The film is centered around the portrayal of a "Karen" type of woman named Danni who becomes famous by taking advantage of a victim narrative from a terrorist attack that she pretended to have been in.
Throughout the film, Danni is repeatedly characterized as a "white woman" in a derogatory way. This "unlikeable female protagonist" is contrasted by the likable Rowan, a black activist school shooting survivor. There was no redemption arc for the unlikeable Danni, whose scheme was eventually found out. The movie ends abruptly after Rowan calls out Danni’s bad behavior using slam poetry.
Todd Spangler of Variety magazine wrote that the warning was meant to be ironic, and Samantha Bergeson called it a "faux trigger warning," but the film’s director contradicts those claims. Though the content warning may seem like a joke, Director Quinn Shepard admits that the warning "was inspired by some very real concerns" that she hopes her film can "crack open."

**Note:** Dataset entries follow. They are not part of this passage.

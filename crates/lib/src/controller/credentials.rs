//! The credential list.

use std::fmt;

use serde::{Deserialize, Serialize};

/// One named API token.
#[derive(Clone, PartialEq, Eq, Serialize, Deserialize)]
pub struct Credential {
    /// Identifier, unique within the list
    pub id: String,
    /// Display name, never empty
    pub name: String,
    /// API token, possibly empty
    #[serde(default)]
    pub token: String,
    /// Whether this is the active credential
    #[serde(default)]
    pub active: bool,
}

impl fmt::Debug for Credential {
    fn fmt(&self, f: &mut fmt::Formatter<'_>) -> fmt::Result {
        f.debug_struct("Credential")
            .field("id", &self.id)
            .field("name", &self.name)
            .field("token", &if self.token.is_empty() { "" } else { "<redacted>" })
            .field("active", &self.active)
            .finish()
    }
}

/// Ordered credentials with at most one active.
#[derive(Debug, Clone, Default, PartialEq, Eq, Serialize)]
#[serde(transparent)]
pub struct CredentialList {
    items: Vec<Credential>,
}

impl CredentialList {
    /// An empty list.
    pub fn new() -> Self {
        Self::default()
    }

    /// Build a list from stored credentials.
    ///
    /// If the input marks more than one credential active, only the first
    /// keeps the flag.
    pub fn from_vec(mut items: Vec<Credential>) -> Self {
        let mut seen_active = false;
        for credential in &mut items {
            if credential.active {
                if seen_active {
                    tracing::warn!(id = %credential.id, "clearing duplicate active flag");
                    credential.active = false;
                }
                seen_active = true;
            }
        }
        Self { items }
    }

    /// Append `credential`.
    ///
    /// The first credential in an empty list becomes active; later ones are
    /// added inactive.
    pub fn push(&mut self, mut credential: Credential) -> &Credential {
        credential.active = self.items.is_empty();
        self.items.push(credential);
        &self.items[self.items.len() - 1]
    }

    /// Make `id` the only active credential.
    ///
    /// Returns the newly active credential, or `None` (with nothing changed)
    /// if no credential has that id.
    pub fn activate(&mut self, id: &str) -> Option<&Credential> {
        let index = self.items.iter().position(|c| c.id == id)?;
        for (i, credential) in self.items.iter_mut().enumerate() {
            credential.active = i == index;
        }
        Some(&self.items[index])
    }

    /// Remove `id`. No replacement becomes active.
    pub fn remove(&mut self, id: &str) -> Option<Credential> {
        let index = self.items.iter().position(|c| c.id == id)?;
        Some(self.items.remove(index))
    }

    /// The active credential, if any.
    pub fn active(&self) -> Option<&Credential> {
        self.items.iter().find(|c| c.active)
    }

    pub(crate) fn active_mut(&mut self) -> Option<&mut Credential> {
        self.items.iter_mut().find(|c| c.active)
    }

    /// Look up a credential by id.
    pub fn get(&self, id: &str) -> Option<&Credential> {
        self.items.iter().find(|c| c.id == id)
    }

    /// Whether `id` is in the list.
    pub fn contains(&self, id: &str) -> bool {
        self.get(id).is_some()
    }

    /// Credentials in insertion order.
    pub fn as_slice(&self) -> &[Credential] {
        &self.items
    }

    /// Number of credentials.
    pub fn len(&self) -> usize {
        self.items.len()
    }

    /// Whether the list is empty.
    pub fn is_empty(&self) -> bool {
        self.items.is_empty()
    }

    pub(crate) fn clear(&mut self) {
        self.items.clear();
    }
}

impl<'de> Deserialize<'de> for CredentialList {
    fn deserialize<D>(deserializer: D) -> std::result::Result<Self, D::Error>
    where
        D: serde::Deserializer<'de>,
    {
        Vec::<Credential>::deserialize(deserializer).map(Self::from_vec)
    }
}

/// Lowercase base-36 rendering of `n`.
pub(crate) fn base36(mut n: u64) -> String {
    const DIGITS: &[u8; 36] = b"0123456789abcdefghijklmnopqrstuvwxyz";
    if n == 0 {
        return "0".to_string();
    }
    let mut out = Vec::new();
    while n > 0 {
        out.push(DIGITS[(n % 36) as usize]);
        n /= 36;
    }
    out.reverse();
    String::from_utf8_lossy(&out).into_owned()
}
//! Output formatting helpers for human-readable and JSON output.

/// Output format selection
#[derive(Debug, Clone, Copy, PartialEq, Eq)]
pub enum OutputFormat {
    Human,
    Json,
}

impl OutputFormat {
    pub fn from_flag(json: bool) -> Self {
        if json {
            OutputFormat::Json
        } else {
            OutputFormat::Human
        }
    }
}

/// Print a table with aligned columns in human-readable format.
///
/// `headers` and each row in `rows` must have the same length.
pub fn print_table(headers: &[&str], rows: &[Vec<String>]) {
    if rows.is_empty() {
        println!("(none)");
        return;
    }

    let col_count = headers.len();
    let mut widths: Vec<usize> = headers.iter().map(|h| h.len()).collect();
    for row in rows {
        for (i, cell) in row.iter().enumerate().take(col_count) {
            widths[i] = widths[i].max(cell.len());
        }
    }

    let header_line: Vec<String> = headers
        .iter()
        .enumerate()
        .map(|(i, h)| format!("{:<width$}", h, width = widths[i]))
        .collect();
    println!("{}", header_line.join("  ").trim_end());

    for row in rows {
        let line: Vec<String> = row
            .iter()
            .enumerate()
            .take(col_count)
            .map(|(i, cell)| format!("{:<width$}", cell, width = widths[i]))
            .collect();
        println!("{}", line.join("  ").trim_end());
    }
}

/// Mask a token for display, keeping its last four characters.
pub fn mask_token(token: &str) -> String {
    let count = token.chars().count();
    if count <= 4 {
        return "*".repeat(count);
    }
    let tail: String = token.chars().skip(count - 4).collect();
    format!("{}{tail}", "*".repeat(count - 4))
}
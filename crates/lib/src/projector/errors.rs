//! Error types for state projection.

use thiserror::Error;

/// Errors raised when a surface commits a user edit.
#[non_exhaustive]
#[derive(Debug, Error)]
pub enum ProjectorError {
    /// Surfaces may not write keys owned by the master controller.
    #[error("'{key}' is owned by the master controller and is read-only for surfaces")]
    ReadOnlyKey {
        /// The rejected key
        key: String,
    },

    /// The surface has no input control bound to this element.
    #[error("No input '{element}' on the {surface} surface")]
    UnknownElement {
        /// The element id
        element: String,
        /// The surface name
        surface: &'static str,
    },
}

impl ProjectorError {
    /// Check if the edit was rejected by ownership rules.
    pub fn is_validation_error(&self) -> bool {
        matches!(self, ProjectorError::ReadOnlyKey { .. })
    }

    /// Check if the element does not exist.
    pub fn is_not_found(&self) -> bool {
        matches!(self, ProjectorError::UnknownElement { .. })
    }
}

impl From<ProjectorError> for crate::Error {
    fn from(err: ProjectorError) -> Self {
        crate::Error::Projector(err)
    }
}
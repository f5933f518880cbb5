//! Vault integration tests
//!
//! Encryption round trips through the public crypto functions and the
//! Unset / Locked / Unlocked lifecycle.

mod crypto;
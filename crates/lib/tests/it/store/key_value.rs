use std::sync::Arc;

use kobllux::{
    StorageArea,
    backend::InMemory,
    constants::{API_KEY, MODEL, SOLAR_AUTO, SOLAR_MODE, USER_NAME},
};
use serde::{Deserialize, Serialize};

use crate::helpers::*;

#[test]
fn test_set_then_get_round_trip() {
    let store = test_store();
    store.set(MODEL, "openai/gpt-4o");
    assert_eq!(store.get(MODEL, "auto"), "openai/gpt-4o");

    store.set(MODEL, "");
    assert_eq!(store.get(MODEL, "auto"), "");
    assert_eq!(store.get_opt(MODEL).as_deref(), Some(""));
}

#[test]
fn test_get_falls_back_when_absent() {
    let store = test_store();
    assert_eq!(store.get(USER_NAME, "Viajante"), "Viajante");
    assert_eq!(store.get_opt(USER_NAME), None);
}

#[test]
fn test_get_bool_requires_literal_true() {
    let store = test_store();
    assert!(store.get_bool(SOLAR_AUTO, true));
    assert!(!store.get_bool(SOLAR_AUTO, false));

    for (stored, expected) in [
        ("true", true),
        ("false", false),
        ("TRUE", false),
        ("1", false),
        ("", false),
    ] {
        store.set(SOLAR_AUTO, stored);
        assert_eq!(store.get_bool(SOLAR_AUTO, true), expected, "stored {stored:?}");
    }

    store.set_bool(SOLAR_AUTO, true);
    assert_eq!(store.get(SOLAR_AUTO, ""), "true");
}

#[test]
fn test_every_set_emits_exactly_one_event() {
    let store = test_store();
    let recorder = Recorder::attach(&store);

    store.set(SOLAR_MODE, "day");
    store.set(SOLAR_MODE, "day");
    store.set(MODEL, "x/y");

    assert_eq!(recorder.count_for(SOLAR_MODE), 2);
    assert_eq!(recorder.count_for(MODEL), 1);
    let events = recorder.events.lock().unwrap();
    assert_eq!(events[0].value, "day");
}

#[test]
fn test_listener_reads_new_value() {
    let store = test_store();
    let seen = Arc::new(std::sync::Mutex::new(None));
    let sink = seen.clone();
    let reader = store.clone();
    let _sub = store.subscribe(move |event| {
        *sink.lock().unwrap() = Some(reader.get(&event.key, ""));
    });

    store.set(USER_NAME, "Ana");
    assert_eq!(seen.lock().unwrap().as_deref(), Some("Ana"));
}

#[test]
fn test_remove_emits_empty_value() {
    let store = test_store();
    store.set(API_KEY, "sk-1");
    let recorder = Recorder::attach(&store);

    store.remove(API_KEY);
    assert_eq!(store.get_opt(API_KEY), None);
    let events = recorder.events.lock().unwrap();
    assert_eq!(events.len(), 1);
    assert_eq!(events[0].value, "");
}

#[test]
fn test_failed_write_still_emits_and_is_readable() {
    let backend = Arc::new(InMemory::new());
    let area = StorageArea::from_shared(backend.clone(), test_config());
    let store = area.open_context();
    let recorder = Recorder::attach(&store);

    backend.set_available(false);
    store.set(USER_NAME, "Ana");

    assert_eq!(recorder.count_for(USER_NAME), 1);
    assert_eq!(store.get(USER_NAME, "Viajante"), "Ana");
    assert!(store.has_unpersisted());

    backend.set_available(true);
    let other = area.open_context();
    assert_eq!(other.get_opt(USER_NAME), None);

    store.set(USER_NAME, "Bia");
    assert!(!store.has_unpersisted());
    assert_eq!(other.get_opt(USER_NAME).as_deref(), Some("Bia"));
}

#[test]
fn test_later_write_from_another_context_replaces_unpersisted_value() {
    let backend = Arc::new(InMemory::new());
    let area = StorageArea::from_shared(backend.clone(), test_config());
    let a = area.open_context();
    let b = area.open_context();

    backend.set_available(false);
    a.set(MODEL, "a/stale");
    assert_eq!(a.get(MODEL, ""), "a/stale");
    assert!(a.has_unpersisted());

    backend.set_available(true);
    b.set(MODEL, "b/new");

    assert!(!a.has_unpersisted());
    assert_eq!(a.get(MODEL, ""), "b/new");
    assert_eq!(b.get(MODEL, ""), "b/new");

    // Only the superseded key is dropped.
    backend.set_available(false);
    a.set(USER_NAME, "Ana");
    backend.set_available(true);
    b.set(MODEL, "b/newer");
    assert_eq!(a.get(USER_NAME, ""), "Ana");
    assert!(a.has_unpersisted());
}

#[test]
fn test_quota_exceeded_write_is_kept_in_memory() {
    let area = StorageArea::with_config(InMemory::with_quota(32), test_config());
    let store = area.open_context();
    let recorder = Recorder::attach(&store);

    store.set(MODEL, "a".repeat(64));
    assert_eq!(recorder.count_for(MODEL), 1);
    assert_eq!(store.get(MODEL, "").len(), 64);
    assert_eq!(area.open_context().get_opt(MODEL), None);
}

#[derive(Debug, PartialEq, Serialize, Deserialize)]
struct Position {
    left: String,
    top: String,
}

#[test]
fn test_json_helpers() {
    let store = test_store();
    let pos = Position {
        left: "10px".into(),
        top: "20px".into(),
    };
    store.set_json("fusion_os_ui_state", &pos);
    assert_eq!(store.get_json::<Position>("fusion_os_ui_state"), Some(pos));

    store.set("fusion_os_ui_state", "{not json");
    assert_eq!(store.get_json::<Position>("fusion_os_ui_state"), None);
}

#[test]
fn test_seed_defaults_is_silent_and_keeps_existing() {
    let store = test_store();
    store.set(USER_NAME, "Ana");
    let recorder = Recorder::attach(&store);

    store.seed_defaults();
    assert!(recorder.keys().is_empty());
    assert_eq!(store.get(USER_NAME, ""), "Ana");
    assert_eq!(store.get(SOLAR_MODE, ""), "night");
    assert_eq!(store.get(SOLAR_AUTO, ""), "true");
}

#[test]
fn test_dropping_subscription_stops_delivery() {
    let store = test_store();
    let recorder = Recorder::attach(&store);
    store.set(MODEL, "a/b");
    assert_eq!(store.bus().subscriber_count(), 1);

    drop(recorder);
    assert_eq!(store.bus().subscriber_count(), 0);
    store.set(MODEL, "c/d");
}

#[test]
fn test_explicit_unsubscribe() {
    let store = test_store();
    let hits = Arc::new(std::sync::atomic::AtomicUsize::new(0));
    let counter = hits.clone();
    let sub = store.subscribe(move |_| {
        counter.fetch_add(1, std::sync::atomic::Ordering::SeqCst);
    });
    store.set(MODEL, "a/b");
    sub.unsubscribe();
    store.set(MODEL, "c/d");
    assert_eq!(hits.load(std::sync::atomic::Ordering::SeqCst), 1);
}
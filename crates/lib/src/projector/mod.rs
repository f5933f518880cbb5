//! Multi-surface reconciliation.
//!
//! A [`StateProjector`] keeps one surface's [`Fragment`] in line with the
//! canonical store. It never caches entries: every notification, from the
//! same document or from another context, triggers a fresh [`Snapshot`] read
//! and a re-render. Inputs with focus are skipped, so a sync never clobbers
//! an edit in progress.
//!
//! Surfaces write back only through [`StateProjector::commit`], and only to
//! shared keys. Identity and credential entries belong to the
//! [`MasterController`](crate::MasterController).
//!
//! # Example
//!
//! ```
//! use std::sync::Arc;
//! use kobllux::{StorageArea, backend::InMemory};
//! use kobllux::projector::{MemoryFragment, StateProjector, SurfaceKind};
//!
//! let store = StorageArea::new(InMemory::new()).open_context();
//! let fragment = Arc::new(MemoryFragment::new());
//! let projector = StateProjector::new(SurfaceKind::Dashboard, store.clone(), fragment.clone());
//! let _attached = projector.attach();
//!
//! store.set("di_modelName", "openai/gpt-4o");
//! assert_eq!(fragment.text("current-model").as_deref(), Some("gpt-4o"));
//! ```

pub mod errors;
mod fragment;
mod surface;

use std::sync::atomic::{AtomicU64, Ordering};
use std::sync::{Arc, Weak};

use tokio::task::JoinHandle;

pub use errors::ProjectorError;
pub use fragment::{Fragment, MemoryFragment};
pub use surface::{Snapshot, SurfaceKind};

use crate::Result;
use crate::bus::Subscription;
use crate::constants::{KeyOwner, SOLAR_MODE, owner};
use crate::store::KeyValueStore;
use crate::theme::SolarMode;

#[derive(Debug)]
struct ProjectorInner {
    kind: SurfaceKind,
    store: KeyValueStore,
    fragment: Arc<dyn Fragment>,
    renders: AtomicU64,
}

/// Projects canonical state onto one surface.
#[derive(Debug, Clone)]
pub struct StateProjector {
    inner: Arc<ProjectorInner>,
}

impl StateProjector {
    pub fn new(kind: SurfaceKind, store: KeyValueStore, fragment: Arc<dyn Fragment>) -> Self {
        Self {
            inner: Arc::new(ProjectorInner {
                kind,
                store,
                fragment,
                renders: AtomicU64::new(0),
            }),
        }
    }

    pub fn kind(&self) -> SurfaceKind {
        self.inner.kind
    }

    pub fn store(&self) -> &KeyValueStore {
        &self.inner.store
    }

    /// Re-read the store and redraw the fragment.
    pub fn render(&self) -> Snapshot {
        let snapshot = Snapshot::read(&self.inner.store);
        self.inner.kind.render(&snapshot, self.inner.fragment.as_ref());
        self.inner.renders.fetch_add(1, Ordering::Relaxed);
        snapshot
    }

    /// Number of renders so far.
    pub fn render_count(&self) -> u64 {
        self.inner.renders.load(Ordering::Relaxed)
    }

    /// React to a change of `key`.
    ///
    /// Keys this surface does not display are ignored. The chat surface also
    /// applies a new theme mode, without writing it back.
    pub fn on_change(&self, key: &str) {
        if !self.inner.kind.watches(key) {
            return;
        }
        let snapshot = self.render();
        if key == SOLAR_MODE && self.inner.kind == SurfaceKind::ChatWidget {
            self.inner
                .fragment
                .apply_theme(SolarMode::parse(&snapshot.solar_mode));
        }
    }

    /// Write a user edit to a shared entry.
    ///
    /// Controller-owned keys are rejected before anything is written.
    pub fn commit(&self, key: &str, value: &str) -> Result<()> {
        if owner(key) == KeyOwner::Controller {
            return Err(ProjectorError::ReadOnlyKey {
                key: key.to_string(),
            }
            .into());
        }
        self.inner.store.set(key, value);
        Ok(())
    }

    /// Commit the current value of input `element` to its bound entry.
    pub fn commit_input(&self, element: &str) -> Result<()> {
        let key = self
            .inner
            .kind
            .binding(element)
            .ok_or_else(|| ProjectorError::UnknownElement {
                element: element.to_string(),
                surface: self.inner.kind.name(),
            })?;
        let value = self.inner.fragment.input_value(element).unwrap_or_default();
        self.commit(key, &value)
    }

    /// Render now and follow same-document changes until the returned
    /// handle is dropped.
    pub fn attach(&self) -> AttachedProjector {
        let snapshot = self.render();
        if self.inner.kind == SurfaceKind::ChatWidget {
            self.inner
                .fragment
                .apply_theme(SolarMode::parse(&snapshot.solar_mode));
        }

        let weak = Arc::downgrade(&self.inner);
        let subscription = self.inner.store.subscribe(move |event| {
            if let Some(projector) = upgrade(&weak) {
                projector.on_change(&event.key);
            }
        });
        tracing::debug!(surface = %self.inner.kind, "projector attached");

        AttachedProjector {
            projector: self.clone(),
            _subscription: subscription,
            task: None,
        }
    }

    /// Like [`attach`](Self::attach), and also follow writes from other
    /// contexts on the same storage area.
    ///
    /// Cross-context delivery runs on a Tokio task; outside a runtime only
    /// same-document changes are followed.
    pub fn attach_with_storage_events(&self) -> AttachedProjector {
        let mut attached = self.attach();

        let Ok(runtime) = tokio::runtime::Handle::try_current() else {
            tracing::warn!(surface = %self.inner.kind, "no runtime; cross-context events disabled");
            return attached;
        };

        let mut events = self.inner.store.storage_events();
        let weak = Arc::downgrade(&self.inner);
        attached.task = Some(runtime.spawn(async move {
            while let Some(event) = events.recv().await {
                let Some(projector) = upgrade(&weak) else {
                    break;
                };
                tracing::trace!(key = %event.key, origin = %event.origin, "storage event");
                projector.on_change(&event.key);
            }
        }));
        attached
    }
}

fn upgrade(weak: &Weak<ProjectorInner>) -> Option<StateProjector> {
    weak.upgrade().map(|inner| StateProjector { inner })
}

/// A projector that follows the store. Dropping it stops all delivery.
#[derive(Debug)]
#[must_use = "dropping an AttachedProjector detaches it"]
pub struct AttachedProjector {
    projector: StateProjector,
    _subscription: Subscription,
    task: Option<JoinHandle<()>>,
}

impl AttachedProjector {
    pub fn projector(&self) -> &StateProjector {
        &self.projector
    }

    /// Whether cross-context events are followed.
    pub fn follows_storage_events(&self) -> bool {
        self.task.as_ref().is_some_and(|t| !t.is_finished())
    }
}

impl Drop for AttachedProjector {
    fn drop(&mut self) {
        if let Some(task) = self.task.take() {
            task.abort();
        }
    }
}
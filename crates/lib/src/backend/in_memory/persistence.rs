//! Persistence operations for the InMemory backend
//!
//! Saves and loads the entry map to/from a versioned JSON file.

use std::collections::HashMap;
use std::path::Path;
use std::sync::PoisonError;

use serde::{Deserialize, Deserializer, Serialize};

use super::InMemory;
use crate::{Error, Result, backend::errors::BackendError};

/// The current persistence file format version.
/// v0 indicates this is an unstable format subject to breaking changes.
const PERSISTENCE_VERSION: u8 = 0;

fn is_v0(v: &u8) -> bool {
    *v == 0
}

fn validate_persistence_version<'de, D>(deserializer: D) -> std::result::Result<u8, D::Error>
where
    D: Deserializer<'de>,
{
    let version = u8::deserialize(deserializer)?;
    if version != PERSISTENCE_VERSION {
        return Err(serde::de::Error::custom(format!(
            "unsupported persistence version {version}; only version {PERSISTENCE_VERSION} is supported"
        )));
    }
    Ok(version)
}

#[derive(Serialize, Deserialize)]
struct SerializableStorage {
    #[serde(
        rename = "_v",
        default,
        skip_serializing_if = "is_v0",
        deserialize_with = "validate_persistence_version"
    )]
    version: u8,
    #[serde(default)]
    items: HashMap<String, String>,
}

pub(crate) async fn save_to_file<P: AsRef<Path>>(backend: &InMemory, path: P) -> Result<()> {
    let items = backend
        .items
        .read()
        .unwrap_or_else(PoisonError::into_inner)
        .clone();

    let serializable = SerializableStorage {
        version: PERSISTENCE_VERSION,
        items,
    };

    let json = serde_json::to_string_pretty(&serializable)
        .map_err(|e| -> Error { BackendError::SerializationFailed { source: e }.into() })?;

    tokio::fs::write(path, json)
        .await
        .map_err(|e| BackendError::FileIo { source: e }.into())
}

pub(crate) async fn load_from_file<P: AsRef<Path>>(path: P) -> Result<InMemory> {
    match tokio::fs::read_to_string(path).await {
        Ok(json) => {
            let stored: SerializableStorage = serde_json::from_str(&json)
                .map_err(|e| -> Error { BackendError::DeserializationFailed { source: e }.into() })?;
            let backend = InMemory::new();
            *backend
                .items
                .write()
                .unwrap_or_else(PoisonError::into_inner) = stored.items;
            Ok(backend)
        }
        Err(e) if e.kind() == std::io::ErrorKind::NotFound => Ok(InMemory::new()),
        Err(e) => Err(BackendError::FileIo { source: e }.into()),
    }
}
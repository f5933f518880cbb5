//! Theme commands.

use kobllux::Theme;

use crate::cli::ThemeCommand;
use crate::session::Session;

/// Run a theme subcommand
pub fn run(session: &Session, command: &ThemeCommand) {
    let theme = Theme::new(session.store.clone());
    let mode = match command {
        ThemeCommand::Cycle => theme.cycle(),
        ThemeCommand::Auto => theme.enable_auto(),
    };
    println!("{mode}");
}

"The content warning was borne out of, to be honest, our test screenings," she said during a recent interview with IndieWire.
"We un-ironically and consistently got responses from — I’m not going to say what demographic, but you might be able to guess — people who were quite literally like, ‘Why would someone make a movie with an unlikable woman?’ It’s something I’ve repeatedly heard, and a lot of my other writer friends have as well. If you portray flawed women or women who reflect societal flaws, you get notes like, 'I literally don’t understand why you tell a story about this character.'"
Kate Erbland for IndieWire reports that "Shepard sought to provide a heads up about the themes of trauma and PTSD that run through the film — the 'unlikable female protagonist' is intended to provoke."
"It was interesting to me that a large chunk of the audience seemed genuinely upset by the fact that the film was about Danni, and so I just wanted to kind of poke at it a little," Shepard added.
"I wanted to see could I trick people into thinking that it was going to be a safe and funny watch, and then keep dialing down on what, at its core, this character is doing," she said.